The role of amino acids in the modulation of cardiac metabolism during ischemia and heart failure.

During ischemia and heart failure, myocardial cells suffer for chronic energy starvation resulting in metabolic and contractile dysfunction. In normal conditions fatty acids, glucose, and lactate are the principal oxidative fuels in myocardium, while amino acids serve a minor role as an oxidative fuel. However, in pathological conditions, myocardial uptake of several amino acids increases significantly as a consequence of a metabolic remodelling. Amino acids are involved in a variety of key biochemical and physiological activities, that counteract the deleterious cellular effects of reduced oxygen availability.

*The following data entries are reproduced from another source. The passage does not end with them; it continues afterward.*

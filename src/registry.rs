//! Capability Registry (§4.2): the in-memory map of known capabilities,
//! local and remote, plus the secondary indices the Router needs to
//! answer "all capabilities of type X" without a linear scan.

use std::sync::atomic::{AtomicU8, Ordering};
use std::time::{SystemTime, UNIX_EPOCH};

use atmosphere_core::{Capability, CapabilityStatus};
use dashmap::{DashMap, DashSet};
use globset::Glob;
use tracing::{debug, warn};

use crate::error::{AtmosphereError, Result};

/// Default liveness thresholds (§3 invariants).
pub const CAPABILITY_STALE_SECONDS: f64 = 90.0;
pub const CAPABILITY_EVICT_SECONDS: f64 = 300.0;
pub const SWEEP_INTERVAL_SECONDS: u64 = 30;

fn now_unix() -> f64 {
    SystemTime::now()
        .duration_since(UNIX_EPOCH)
        .unwrap_or_default()
        .as_secs_f64()
}

#[derive(Debug, Clone, Copy, PartialEq, Eq)]
pub enum Source {
    Local,
    Remote,
}

pub struct CapabilityRecord {
    pub capability: Capability,
    pub source: Source,
    pub last_heartbeat: f64,
    pub known_via_peer: Option<String>,
}

/// A reader-writer map keyed by `cap_id`, with secondary indices
/// maintained alongside it under the same conceptual write section
/// (DashMap gives us per-shard locking rather than one global lock, so
/// the hot routing-read path never blocks on registration).
pub struct Registry {
    by_id: DashMap<String, CapabilityRecord>,
    by_type: DashMap<String, DashSet<String>>,
    by_tool: DashMap<String, DashSet<String>>,
    by_trigger: DashMap<String, DashSet<String>>,
    by_node: DashMap<String, DashSet<String>>,
    stale_streak: AtomicU8,
}

impl Default for Registry {
    fn default() -> Self {
        Self::new()
    }
}

impl Registry {
    pub fn new() -> Self {
        Self {
            by_id: DashMap::new(),
            by_type: DashMap::new(),
            by_tool: DashMap::new(),
            by_trigger: DashMap::new(),
            by_node: DashMap::new(),
            stale_streak: AtomicU8::new(0),
        }
    }

    fn index_insert(index: &DashMap<String, DashSet<String>>, key: &str, cap_id: &str) {
        index
            .entry(key.to_string())
            .or_default()
            .insert(cap_id.to_string());
    }

    fn index_remove(index: &DashMap<String, DashSet<String>>, key: &str, cap_id: &str) {
        if let Some(set) = index.get(key) {
            set.remove(cap_id);
            if set.is_empty() {
                drop(set);
                index.remove(key);
            }
        }
    }

    fn reindex(&self, cap: &Capability) {
        Self::index_insert(&self.by_type, cap.cap_type.as_str(), &cap.cap_id);
        Self::index_insert(&self.by_node, &cap.node_id, &cap.cap_id);
        for tool in &cap.tools {
            Self::index_insert(&self.by_tool, &tool.name, &cap.cap_id);
        }
        for trigger in &cap.triggers {
            Self::index_insert(&self.by_trigger, &trigger.event_name, &cap.cap_id);
        }
    }

    fn unindex(&self, cap: &Capability) {
        Self::index_remove(&self.by_type, cap.cap_type.as_str(), &cap.cap_id);
        Self::index_remove(&self.by_node, &cap.node_id, &cap.cap_id);
        for tool in &cap.tools {
            Self::index_remove(&self.by_tool, &tool.name, &cap.cap_id);
        }
        for trigger in &cap.triggers {
            Self::index_remove(&self.by_trigger, &trigger.event_name, &cap.cap_id);
        }
    }

    /// Register a capability owned by this node. Emits nothing itself —
    /// the caller (Node) is responsible for publishing
    /// `capability_available` to the Gossip Engine once this returns Ok.
    pub fn register_local(&self, capability: Capability) -> Result<()> {
        self.register(capability, Source::Local, None)
    }

    /// Register a capability learned via gossip. Idempotent on
    /// `cap_id`; rejects attempts to silently reassign ownership.
    pub fn register_remote(&self, capability: Capability, via_peer: String) -> Result<()> {
        self.register(capability, Source::Remote, Some(via_peer))
    }

    fn register(
        &self,
        capability: Capability,
        source: Source,
        via_peer: Option<String>,
    ) -> Result<()> {
        if capability.cap_id.is_empty() {
            return Err(AtmosphereError::Validation("cap_id must not be empty".into()));
        }
        if capability.node_id.is_empty() {
            return Err(AtmosphereError::Validation("node_id must not be empty".into()));
        }

        if let Some(existing) = self.by_id.get(&capability.cap_id) {
            if existing.capability.node_id != capability.node_id {
                warn!(
                    cap_id = %capability.cap_id,
                    existing_owner = %existing.capability.node_id,
                    attempted_owner = %capability.node_id,
                    "rejecting owner-conflicting capability announcement"
                );
                return Err(AtmosphereError::OwnerConflict {
                    cap_id: capability.cap_id.clone(),
                    existing_owner: existing.capability.node_id.clone(),
                });
            }
        }

        let last_heartbeat = capability.last_heartbeat;
        self.unindex_if_present(&capability.cap_id);
        self.reindex(&capability);
        debug!(cap_id = %capability.cap_id, node_id = %capability.node_id, ?source, "capability registered");
        self.by_id.insert(
            capability.cap_id.clone(),
            CapabilityRecord {
                capability,
                source,
                last_heartbeat,
                known_via_peer: via_peer,
            },
        );
        Ok(())
    }

    fn unindex_if_present(&self, cap_id: &str) {
        if let Some((_, record)) = self.by_id.remove(cap_id) {
            self.unindex(&record.capability);
        }
    }

    pub fn deregister(&self, cap_id: &str) -> Result<()> {
        match self.by_id.remove(cap_id) {
            Some((_, record)) => {
                self.unindex(&record.capability);
                Ok(())
            }
            None => Err(AtmosphereError::NotFound(format!(
                "no capability with id {cap_id}"
            ))),
        }
    }

    /// Updates `last_heartbeat` and flips status back to `online` if it
    /// had been marked `degraded`/`offline` by the sweep.
    pub fn heartbeat(&self, cap_id: &str) -> Result<()> {
        let mut entry = self
            .by_id
            .get_mut(cap_id)
            .ok_or_else(|| AtmosphereError::NotFound(format!("no capability with id {cap_id}")))?;
        let now = now_unix();
        entry.last_heartbeat = now;
        entry.capability.last_heartbeat = now;
        entry.capability.status = CapabilityStatus::Online;
        Ok(())
    }

    pub fn get(&self, cap_id: &str) -> Option<Capability> {
        self.by_id.get(cap_id).map(|r| r.capability.clone())
    }

    pub fn is_online(&self, cap_id: &str) -> bool {
        self.by_id
            .get(cap_id)
            .map(|r| r.capability.status == CapabilityStatus::Online)
            .unwrap_or(false)
    }

    fn collect(&self, ids: impl Iterator<Item = String>) -> Vec<Capability> {
        ids.filter_map(|id| self.by_id.get(&id).map(|r| r.capability.clone()))
            .collect()
    }

    pub fn find_by_type(&self, cap_type: &str) -> Vec<Capability> {
        match self.by_type.get(cap_type) {
            Some(set) => self.collect(set.iter().map(|id| id.clone())),
            None => Vec::new(),
        }
    }

    pub fn find_by_tool(&self, tool_name: &str) -> Vec<Capability> {
        match self.by_tool.get(tool_name) {
            Some(set) => self.collect(set.iter().map(|id| id.clone())),
            None => Vec::new(),
        }
    }

    pub fn find_by_trigger(&self, event_name: &str) -> Vec<Capability> {
        match self.by_trigger.get(event_name) {
            Some(set) => self.collect(set.iter().map(|id| id.clone())),
            None => Vec::new(),
        }
    }

    pub fn find_by_node(&self, node_id: &str) -> Vec<Capability> {
        match self.by_node.get(node_id) {
            Some(set) => self.collect(set.iter().map(|id| id.clone())),
            None => Vec::new(),
        }
    }

    /// Glob match over every registered capability's `route_hint`
    /// triggers, case-sensitive per §4.2.
    pub fn find_by_route_hint(&self, pattern: &str) -> Vec<Capability> {
        let glob = match Glob::new(pattern) {
            Ok(g) => g.compile_matcher(),
            Err(_) => return Vec::new(),
        };
        self.by_id
            .iter()
            .filter(|entry| {
                entry
                    .capability
                    .triggers
                    .iter()
                    .any(|t| glob.is_match(&t.route_hint))
            })
            .map(|entry| entry.capability.clone())
            .collect()
    }

    pub fn all_online(&self) -> Vec<Capability> {
        self.by_id
            .iter()
            .filter(|e| e.capability.status == CapabilityStatus::Online)
            .map(|e| e.capability.clone())
            .collect()
    }

    pub fn len(&self) -> usize {
        self.by_id.len()
    }

    pub fn is_empty(&self) -> bool {
        self.by_id.is_empty()
    }

    /// Staleness sweep (§4.2). Degrades remote capabilities past
    /// `capability_stale_seconds`, evicts past `capability_evict_seconds`.
    /// Returns the `cap_id`s evicted so the caller (Router) can drop any
    /// cached routing decisions that pointed at them.
    pub fn sweep(&self) -> Vec<String> {
        let now = now_unix();
        let mut evicted = Vec::new();
        let mut to_evict = Vec::new();

        for mut entry in self.by_id.iter_mut() {
            if entry.source == Source::Local {
                continue;
            }
            let age = now - entry.last_heartbeat;
            if age > CAPABILITY_EVICT_SECONDS {
                to_evict.push(entry.capability.cap_id.clone());
            } else if age > CAPABILITY_STALE_SECONDS
                && entry.capability.status == CapabilityStatus::Online
            {
                entry.capability.status = CapabilityStatus::Offline;
            }
        }

        for cap_id in to_evict {
            if self.deregister(&cap_id).is_ok() {
                evicted.push(cap_id);
            }
        }

        if evicted.is_empty() {
            self.stale_streak.fetch_add(1, Ordering::Relaxed);
        } else {
            self.stale_streak.store(0, Ordering::Relaxed);
        }
        evicted
    }
}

Several amino acids are a direct source of substrate for energy production, and they modulate the activity of some enzymes involved in the glucose metabolism. They increase contractile performance both in isolated animal and human myocardium. Furthermore, amino acids improve the oxidative stress counteracting the action of radical oxygen species, being either precursors of glutathione synthesis, or of substrate of nitric oxide biosynthesis; they act on endothelial function and increase protein synthetic efficiency of myocardial cells by regulating gene expression and modulating hormonal activity. An amount of studies have demonstrated that amino acids administration, on patients with ischemic heart disease and heart failure, can improve several clinical endpoints. Here, we present an overview of the principal effects of the most experienced amino acids and of amino acid derivatives on ischemia and heart failure.